WHAT THE TASK REQUIRES: Only the lines from the one containing "impl std::error::Error for" through the final line of the material below should be output, exactly as they stand.

MATERIALS PROVIDED section start

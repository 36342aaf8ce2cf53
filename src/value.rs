//! Value and Injector — lazy read-only handles and their write sinks.
//!
//! A [`Value<T>`] exposes one operation, [`Value::get`], returning an
//! `Arc<T>` or failing with [`ContainerError::InvalidValue`] when the value
//! is not yet available. An [`Injector<T>`] is the dual write sink that
//! populates (or clears) the slot a paired `Value` reads from.

use crate::error::{ContainerError, Result};
use std::any::Any;
use std::cell::RefCell;
use std::collections::HashMap;
use std::sync::atomic::{AtomicU64, Ordering};
use std::sync::{Arc, RwLock};

// =============================================================================
// Injected values
// =============================================================================

type Slot<T> = Arc<RwLock<Option<Arc<T>>>>;

/// Create a write-once-per-injection value/injector pair.
///
/// `get()` on the returned `Value` fails with `InvalidValue` until
/// `inject()` is called on the paired `Injector`; `uninject()` clears it
/// again, after which `get()` fails once more.
pub fn injected<T: Send + Sync + 'static>() -> (Value<T>, Injector<T>) {
    let slot: Slot<T> = Arc::new(RwLock::new(None));
    (
        Value(ValueInner::Injected(Arc::clone(&slot))),
        Injector(slot),
    )
}

/// The write sink half of an [`injected`] pair.
pub struct Injector<T: Send + Sync + 'static>(Slot<T>);

impl<T: Send + Sync + 'static> Injector<T> {
    /// Populate the paired value. Any subsequent `get()` observes this
    /// atomically (guarded by the same `RwLock` write).
    pub fn inject(&self, value: T) {
        self.inject_arc(Arc::new(value));
    }

    /// Populate the paired value from an already-shared `Arc`.
    pub fn inject_arc(&self, value: Arc<T>) {
        *self.0.write().expect("injector lock poisoned") = Some(value);
    }

    /// Clear the paired value; subsequent `get()` calls fail until the next
    /// `inject`.
    pub fn uninject(&self) {
        *self.0.write().expect("injector lock poisoned") = None;
    }
}

impl<T: Send + Sync + 'static> Clone for Injector<T> {
    fn clone(&self) -> Self {
        Injector(Arc::clone(&self.0))
    }
}

// =============================================================================
// Thread-local slot values
// =============================================================================

thread_local! {
    static THREAD_LOCAL_SLOTS: RefCell<HashMap<u64, Arc<dyn Any + Send + Sync>>> =
        RefCell::new(HashMap::new());
}

static NEXT_SLOT_ID: AtomicU64 = AtomicU64::new(1);

/// Create a value/binder pair backed by a slot bound on the current thread.
///
/// `get()` returns the value most recently bound on *this* thread via the
/// returned [`ThreadLocalBinder::bind`]; it fails with `InvalidValue` on a
/// thread that never bound it, mirroring per-request or per-transaction
/// context values.
pub fn thread_local_value<T: Send + Sync + 'static>() -> (Value<T>, ThreadLocalBinder<T>) {
    let id = NEXT_SLOT_ID.fetch_add(1, Ordering::Relaxed);
    (
        Value(ValueInner::ThreadLocal(id, std::marker::PhantomData)),
        ThreadLocalBinder {
            id,
            _marker: std::marker::PhantomData,
        },
    )
}

/// Binds a value into the current thread's slot of a [`thread_local_value`]
/// pair.
pub struct ThreadLocalBinder<T: Send + Sync + 'static> {
    id: u64,
    _marker: std::marker::PhantomData<T>,
}

impl<T: Send + Sync + 'static> ThreadLocalBinder<T> {
    /// Bind `value` into this thread's slot for the duration of `f`,
    /// restoring whatever was bound before (including "nothing") once `f`
    /// returns, even if `f` panics.
    pub fn bind<R>(&self, value: Arc<T>, f: impl FnOnce() -> R) -> R {
        let previous = THREAD_LOCAL_SLOTS.with(|slots| {
            slots
                .borrow_mut()
                .insert(self.id, value as Arc<dyn Any + Send + Sync>)
        });
        struct Restore {
            id: u64,
            previous: Option<Arc<dyn Any + Send + Sync>>,
        }
        impl Drop for Restore {
            fn drop(&mut self) {
                THREAD_LOCAL_SLOTS.with(|slots| match self.previous.take() {
                    Some(prev) => {
                        slots.borrow_mut().insert(self.id, prev);
                    }
                    None => {
                        slots.borrow_mut().remove(&self.id);
                    }
                });
            }
        }
        let _restore = Restore {
            id: self.id,
            previous,
        };
        f()
    }
}

fn read_thread_local<T: Send + Sync + 'static>(id: u64) -> Option<Arc<T>> {
    THREAD_LOCAL_SLOTS.with(|slots| {
        slots
            .borrow()
            .get(&id)
            .cloned()
            .and_then(|any| any.downcast::<T>().ok())
    })
}

// =============================================================================
// Construction translator (nested construction via a thread-local stack)
// =============================================================================

thread_local! {
    static CONSTRUCTION_STACK: RefCell<Vec<Arc<dyn Any + Send + Sync>>> =
        RefCell::new(Vec::new());
}

/// Read the value currently bound by the innermost enclosing
/// [`Value::constructed`] call on this thread.
///
/// Fails with `InvalidValue` outside of such a call, or if the bound value
/// is not of type `T`.
pub fn injected_value<T: Send + Sync + 'static>() -> Result<Arc<T>> {
    CONSTRUCTION_STACK
        .with(|stack| stack.borrow().last().cloned())
        .ok_or(ContainerError::InvalidValue("no construction target bound on this thread"))?
        .downcast::<T>()
        .map_err(|_| ContainerError::InvalidValue("construction target is a different type"))
}

fn with_construction_target<P: Send + Sync + 'static, R>(value: Arc<P>, f: impl FnOnce() -> R) -> R {
    CONSTRUCTION_STACK.with(|stack| stack.borrow_mut().push(value as Arc<dyn Any + Send + Sync>));
    struct Guard;
    impl Drop for Guard {
        fn drop(&mut self) {
            CONSTRUCTION_STACK.with(|stack| {
                stack.borrow_mut().pop();
            });
        }
    }
    let _guard = Guard;
    f()
}

// =============================================================================
// Value
// =============================================================================

enum ValueInner<T: Send + Sync + 'static> {
    Immediate(Arc<T>),
    Injected(Slot<T>),
    ThreadLocal(u64, std::marker::PhantomData<T>),
    FromFn(Arc<dyn Fn() -> Result<Arc<T>> + Send + Sync>),
}

impl<T: Send + Sync + 'static> Clone for ValueInner<T> {
    fn clone(&self) -> Self {
        match self {
            ValueInner::Immediate(v) => ValueInner::Immediate(Arc::clone(v)),
            ValueInner::Injected(slot) => ValueInner::Injected(Arc::clone(slot)),
            ValueInner::ThreadLocal(id, _) => ValueInner::ThreadLocal(*id, std::marker::PhantomData),
            ValueInner::FromFn(f) => ValueInner::FromFn(Arc::clone(f)),
        }
    }
}

/// A lazy, read-only handle to a `T`. See the module docs for the variant
/// table.
pub struct Value<T: Send + Sync + 'static>(ValueInner<T>);

impl<T: Send + Sync + 'static> Clone for Value<T> {
    fn clone(&self) -> Self {
        Value(self.0.clone())
    }
}

impl<T: Send + Sync + 'static> Value<T> {
    /// A value that is always available, supplied up front.
    pub fn immediate(value: T) -> Self {
        Value(ValueInner::Immediate(Arc::new(value)))
    }

    /// A value backed by an already-shared `Arc`.
    pub fn immediate_arc(value: Arc<T>) -> Self {
        Value(ValueInner::Immediate(value))
    }

    /// A value computed by an arbitrary fallible function, evaluated on
    /// every `get()` call (no caching). Used internally by
    /// [`Value::translated`] and [`Value::constructed`].
    pub fn from_fn<F>(f: F) -> Self
    where
        F: Fn() -> Result<Arc<T>> + Send + Sync + 'static,
    {
        Value(ValueInner::FromFn(Arc::new(f)))
    }

    /// A value that is a function of another value: `get()` returns
    /// `f(source.get()?)`, propagating `source`'s failure unchanged and
    /// wrapping any failure of `f` itself as
    /// [`ContainerError::TranslationException`].
    pub fn translated<U, F, E>(source: Value<U>, f: F) -> Self
    where
        U: Send + Sync + 'static,
        F: Fn(&U) -> std::result::Result<T, E> + Send + Sync + 'static,
        E: std::error::Error + Send + Sync + 'static,
    {
        Value::from_fn(move || {
            let input = source.get()?;
            f(&input)
                .map(Arc::new)
                .map_err(|e| ContainerError::translation_failed(Arc::new(e) as Arc<dyn std::error::Error + Send + Sync>))
        })
    }

    /// The lazy-construction translator described in the data model: binds
    /// `param`'s resolved value onto the thread-local construction slot for
    /// the duration of `factory`, so a nested [`injected_value`] call inside
    /// `factory` observes it. The slot is saved and restored on every exit
    /// path, including panics.
    pub fn constructed<P, F>(param: Value<P>, factory: F) -> Self
    where
        P: Send + Sync + 'static,
        F: Fn() -> T + Send + Sync + 'static,
    {
        Value::from_fn(move || {
            let bound = param.get()?;
            Ok(Arc::new(with_construction_target(bound, &factory)))
        })
    }

    /// Resolve the value, or fail with [`ContainerError::InvalidValue`] (or
    /// a propagated upstream failure) if it is not currently available.
    pub fn get(&self) -> Result<Arc<T>> {
        match &self.0 {
            ValueInner::Immediate(v) => Ok(Arc::clone(v)),
            ValueInner::Injected(slot) => slot
                .read()
                .expect("injector lock poisoned")
                .clone()
                .ok_or(ContainerError::InvalidValue("value has not been injected")),
            ValueInner::ThreadLocal(id, _) => {
                read_thread_local(*id).ok_or(ContainerError::InvalidValue("value is not bound on this thread"))
            }
            ValueInner::FromFn(f) => f(),
        }
    }
}

#[cfg(test)]
mod tests {
    use super::*;

    #[test]
    fn immediate_always_succeeds() {
        let v = Value::immediate(42);
        assert_eq!(*v.get().unwrap(), 42);
    }

    #[test]
    fn injected_fails_until_populated_then_succeeds_then_fails_after_uninject() {
        let (value, injector) = injected::<String>();
        assert!(matches!(value.get(), Err(ContainerError::InvalidValue(_))));

        injector.inject("hello".to_string());
        assert_eq!(&*value.get().unwrap(), "hello");

        injector.uninject();
        assert!(matches!(value.get(), Err(ContainerError::InvalidValue(_))));
    }

    #[test]
    fn thread_local_is_per_thread() {
        let (value, binder) = thread_local_value::<u32>();
        assert!(value.get().is_err());

        let result = binder.bind(Arc::new(7), || value.get().map(|v| *v));
        assert_eq!(result.unwrap(), 7);

        // Binding is scoped: after bind() returns, it's gone again.
        assert!(value.get().is_err());
    }

    #[test]
    fn thread_local_restores_previous_binding_on_nested_bind() {
        let (value, binder) = thread_local_value::<u32>();
        binder.bind(Arc::new(1), || {
            assert_eq!(*value.get().unwrap(), 1);
            binder.bind(Arc::new(2), || {
                assert_eq!(*value.get().unwrap(), 2);
            });
            assert_eq!(*value.get().unwrap(), 1);
        });
    }

    #[test]
    fn translated_propagates_source_failure() {
        let (source, _injector) = injected::<u32>();
        let translated: Value<u32> = Value::translated(source, |v: &u32| Ok::<u32, std::convert::Infallible>(v + 1));
        assert!(matches!(translated.get(), Err(ContainerError::InvalidValue(_))));
    }

    #[test]
    fn translated_applies_function() {
        let source = Value::immediate(41u32);
        let translated: Value<u32> = Value::translated(source, |v: &u32| Ok::<u32, std::convert::Infallible>(v + 1));
        assert_eq!(*translated.get().unwrap(), 42);
    }

    #[test]
    fn translated_wraps_function_failure() {
        #[derive(Debug)]
        struct Boom;
        impl std::fmt::Display for Boom {
            fn fmt(&self, f: &mut std::fmt::Formatter<'_>) -> std::fmt::Result {
                write!(f, "boom")
            }
        }
        impl std::error::Error for Boom {}

        let source = Value::immediate(1u32);
        let translated: Value<u32> = Value::translated(source, |_: &u32| Err::<u32, Boom>(Boom));
        assert!(matches!(translated.get(), Err(ContainerError::TranslationException(_))));
    }

    #[test]
    fn constructed_binds_param_for_injected_value_lookup() {
        #[derive(Debug, PartialEq)]
        struct Config {
            debug: bool,
        }

        let param = Value::immediate(Config { debug: true });
        let constructed: Value<String> = Value::constructed(param, || {
            let cfg = injected_value::<Config>().unwrap();
            if cfg.debug { "debug".to_string() } else { "release".to_string() }
        });

        assert_eq!(&*constructed.get().unwrap(), "debug");
    }

    #[test]
    fn injected_value_outside_construction_fails() {
        assert!(injected_value::<u32>().is_err());
    }
}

MATERIALS PROVIDED section end

SOLUTION TO THIS EXERCISE:
        impl std::error::Error for Boom {}

        let source = Value::immediate(1u32);
        let translated: Value<u32> = Value::translated(source, |_: &u32| Err::<u32, Boom>(Boom));
        assert!(matches!(translated.get(), Err(ContainerError::TranslationException(_))));
    }

    #[test]
    fn constructed_binds_param_for_injected_value_lookup() {
        #[derive(Debug, PartialEq)]
        struct Config {
            debug: bool,
        }

        let param = Value::immediate(Config { debug: true });
        let constructed: Value<String> = Value::constructed(param, || {
            let cfg = injected_value::<Config>().unwrap();
            if cfg.debug { "debug".to_string() } else { "release".to_string() }
        });

        assert_eq!(&*constructed.get().unwrap(), "debug");
    }

    #[test]
    fn injected_value_outside_construction_fails() {
        assert!(injected_value::<u32>().is_err());
    }
}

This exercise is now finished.